Wednesday, February 16, 2011

Day Sixteen

I did it again, sorry.  Stupid shortcut key that I apparently hit when reaching for Shift.

A picture of someone who inspires me:

I'd like to show a picture of my AA sponsor, but I feel pretty hinky doing that given the whole Anonymous thing.  So here's Bill Wilson, the founder of AA.  There are people I believe to have been spiritually - divinely, if you'll allow - inspired in life.  People whose ideas proved to be a watershed moment for human nature.  Wilson isn't that far below King, on the list of people whose divinely-inspired ideas have changed my life in a deeply personal manner.  Without AA, I would not be sober - nor would millions of addicts the world over.

Bill Wilson got sober through a "white-light experience" - meaning, the nondenominational equivalent of an Angel of the Lord came down and touched him, and he experienced what is clinically referred to as "complete psychic change." From that day forward, although he would be tempted time and again, alcohol had no power over him.  Seeking to reaffirm that experience during a time of temptation, he asked to be directed to an inveterate drinker, someone who was suffering the same inability to control himself that Wilson had once exhibited.  He met that man, Dr. Bob Smith (not an alias), and the two of them managed to recreate Wilson's experience for Smith without the Angel-of-the-Lord moment.  Dr. Bob, as he's called, went on eventually to lasting sobriety.

In 1939, the two founders, and the first hundred or so alcoholics who achieved sobriety in this simple manner - by sharing their experiences with other alcoholics who conferred upon the drinkers the strength and hope to abstain - published a book, Alcoholics Anonymous, from which the movement took its name.  That book and its 1953 companion piece, Twelve Steps and Twelve Traditions, provided me with solace; with an understanding of part of myself that had escaped me all the years of my life, much less the briefer period of my substance abuse; and with direction and hope.

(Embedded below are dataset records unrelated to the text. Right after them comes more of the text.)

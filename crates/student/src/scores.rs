//! The observation grid.
//!
//! A [`ScoreMatrix`] is indexed by `(subject, difficulty, field)`; every cell
//! holds `2 + 2 * L` fields for `L` learning types:
//!
//! | field             | meaning                                          |
//! |-------------------|--------------------------------------------------|
//! | `0`               | last observed test score                         |
//! | `1`               | change against the previous score of the cell    |
//! | `2 .. 2 + L`      | trainings per learning type since the last test  |
//! | `2 + L .. 2 + 2L` | skill gain attributed to each learning type      |

use serde::Serialize;

use crate::config::EnvShape;

pub const SCORE: usize = 0;
pub const GAIN: usize = 1;
pub const TRAIN_COUNTS: usize = 2;

#[derive(Clone, Debug, PartialEq, Serialize)]
pub struct ScoreMatrix {
    shape: EnvShape,
    data: Vec<f32>,
}

impl ScoreMatrix {
    #[must_use]
    pub fn zeros(shape: EnvShape) -> Self {
        let len = shape.num_subjects * shape.num_difficulty_levels * shape.fields();
        Self { shape, data: vec![0.0; len] }
    }

    #[must_use]
    pub fn shape(&self) -> EnvShape {
        self.shape
    }

    /// Flattened row-major view, the layout fed to policies.
    #[must_use]
    pub fn as_slice(&self) -> &[f32] {
        &self.data
    }

    #[must_use]
    pub fn len(&self) -> usize {
        self.data.len()
    }

    #[must_use]
    pub fn is_empty(&self) -> bool {
        self.data.is_empty()
    }

    pub fn clear(&mut self) {
        self.data.fill(0.0);
    }

    fn offset(&self, subject: usize, difficulty: usize) -> usize {
        (subject * self.shape.num_difficulty_levels + difficulty) * self.shape.fields()
    }

    #[must_use]
    pub fn cell(&self, subject: usize, difficulty: usize) -> &[f32] {
        let start = self.offset(subject, difficulty);
        &self.data[start..start + self.shape.fields()]
    }

    pub fn cell_mut(&mut self, subject: usize, difficulty: usize) -> &mut [f32] {
        let start = self.offset(subject, difficulty);
        let width = self.shape.fields();
        &mut self.data[start..start + width]
    }

    #[must_use]
    pub fn score(&self, subject: usize, difficulty: usize) -> f32 {
        self.cell(subject, difficulty)[SCORE]
    }

    /// Overwrites the last score of a cell without touching its gain.
    pub fn set_score(&mut self, subject: usize, difficulty: usize, score: f32) {
        self.cell_mut(subject, difficulty)[SCORE] = score;
    }

    #[must_use]
    pub fn gain(&self, subject: usize, difficulty: usize) -> f32 {
        self.cell(subject, difficulty)[GAIN]
    }

    /// Stores a new test result and its delta against the previous score.
    pub fn record_test(&mut self, subject: usize, difficulty: usize, score: f32) {
        let cell = self.cell_mut(subject, difficulty);
        cell[GAIN] = score - cell[SCORE];
        cell[SCORE] = score;
    }

    #[must_use]
    pub fn train_counts(&self, subject: usize, difficulty: usize) -> &[f32] {
        let l = self.shape.num_learning_types;
        &self.cell(subject, difficulty)[TRAIN_COUNTS..TRAIN_COUNTS + l]
    }

    pub fn train_counts_mut(&mut self, subject: usize, difficulty: usize) -> &mut [f32] {
        let l = self.shape.num_learning_types;
        &mut self.cell_mut(subject, difficulty)[TRAIN_COUNTS..TRAIN_COUNTS + l]
    }

    #[must_use]
    pub fn type_gains(&self, subject: usize, difficulty: usize) -> &[f32] {
        let l = self.shape.num_learning_types;
        &self.cell(subject, difficulty)[TRAIN_COUNTS + l..]
    }

    pub fn type_gains_mut(&mut self, subject: usize, difficulty: usize) -> &mut [f32] {
        let l = self.shape.num_learning_types;
        &mut self.cell_mut(subject, difficulty)[TRAIN_COUNTS + l..]
    }

    /// The `subject x difficulty` layer of last scores, row-major.
    #[must_use]
    pub fn score_layer(&self) -> Vec<f32> {
        self.data.chunks_exact(self.shape.fields()).map(|cell| cell[SCORE]).collect()
    }

    /// Attributed gain per learning type summed over every cell.
    #[must_use]
    pub fn total_type_gains(&self) -> Vec<f32> {
        let l = self.shape.num_learning_types;
        let mut totals = vec![0.0; l];
        for cell in self.data.chunks_exact(self.shape.fields()) {
            for (total, gain) in totals.iter_mut().zip(&cell[TRAIN_COUNTS + l..]) {
                *total += gain;
            }
        }
        totals
    }

    /// Per-cell lower and upper observation bounds.
    #[must_use]
    pub fn bounds(shape: EnvShape) -> (Vec<f32>, Vec<f32>) {
        let l = shape.num_learning_types;
        let mut low = vec![0.0, -100.0];
        low.extend(std::iter::repeat(0.0).take(l));
        low.extend(std::iter::repeat(-100.0).take(l));
        let mut high = vec![100.0, 100.0];
        high.extend(std::iter::repeat(f32::MAX).take(l));
        high.extend(std::iter::repeat(100.0).take(l));
        (low, high)
    }
}

#[cfg(test)]
mod tests {
    use super::*;

    #[test]
    fn cells_do_not_overlap() {
        let mut m = ScoreMatrix::zeros(EnvShape::new(2, 3, 2));
        assert_eq!(m.len(), 2 * 3 * 6);
        m.record_test(1, 2, 40.0);
        m.train_counts_mut(1, 2)[1] = 3.0;
        m.type_gains_mut(1, 2)[0] = 0.5;
        assert_eq!(m.cell(1, 2), &[40.0, 40.0, 0.0, 3.0, 0.5, 0.0]);
        assert!(m.cell(1, 1).iter().all(|v| *v == 0.0));
        assert_eq!(m.as_slice()[m.len() - 6..], [40.0, 40.0, 0.0, 3.0, 0.5, 0.0]);
    }

    #[test]
    fn record_test_stores_delta() {
        let mut m = ScoreMatrix::zeros(EnvShape::new(1, 1, 1));
        m.record_test(0, 0, 60.0);
        m.record_test(0, 0, 45.0);
        assert_eq!(m.score(0, 0), 45.0);
        assert_eq!(m.gain(0, 0), -15.0);
    }

    #[test]
    fn score_layer_and_type_totals() {
        let mut m = ScoreMatrix::zeros(EnvShape::new(2, 2, 2));
        m.set_score(0, 1, 10.0);
        m.set_score(1, 0, 20.0);
        m.type_gains_mut(0, 0)[1] = 1.0;
        m.type_gains_mut(1, 1)[1] = 2.0;
        m.type_gains_mut(1, 0)[0] = 0.5;
        assert_eq!(m.score_layer(), vec![0.0, 10.0, 20.0, 0.0]);
        assert_eq!(m.total_type_gains(), vec![0.5, 3.0]);
    }

    #[test]
    fn bounds_follow_field_layout() {
        let (low, high) = ScoreMatrix::bounds(EnvShape::new(1, 1, 2));
        assert_eq!(low, vec![0.0, -100.0, 0.0, 0.0, -100.0, -100.0]);
        assert_eq!(high[..2], [100.0, 100.0]);
        assert_eq!(high[4..], [100.0, 100.0]);
    }
}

Long before Jellinek, Fonagy, and Gorski wrote the books leading to our present medical understanding of addiction, Wilson and Smith came to an oddly prescient grasp of its nature.  It's now known - despite the debate that rages on - that addiction is a disease.  It can be proven.  But long before the disease concept was even posited, much less researched, Wilson called it a "malady," and "an allergy of the body."  And to confront what was later discovered to be a biopsychosocial disease, Wilson and Smith and the first hundred devised a biopsychosocial program of recovery.  The biological: total abstinence is required for the brain to reach a "normal" chemical balance.  The psychological: the recovering addict must talk through his troubles in a structured format, to gain the insight needed to maintain purchase on that abstinence.  The social: recovering addicts must resocialize themselves and each other, forming healthy intra- and interpersonal relationships to make that abstinent life a healthy, happy and productive one.

There are ongoing debates about AA's effectiveness.  Some say it doesn't work; they see the millions of addicts who struggle with recovery as failures on AA's part.  Others note the millions who are recovering.

I certainly don't write this to proselytize - but it worked for me.  In a time when I needed inspiration like the desert-lost need water, this is where I found it.  A community of like-minded individuals, suffering from the same problems - people who truly understand this most confusing part of me - and who accept me just as I am.  Without that inspiration, I would be - at best - totally bereft, despairing.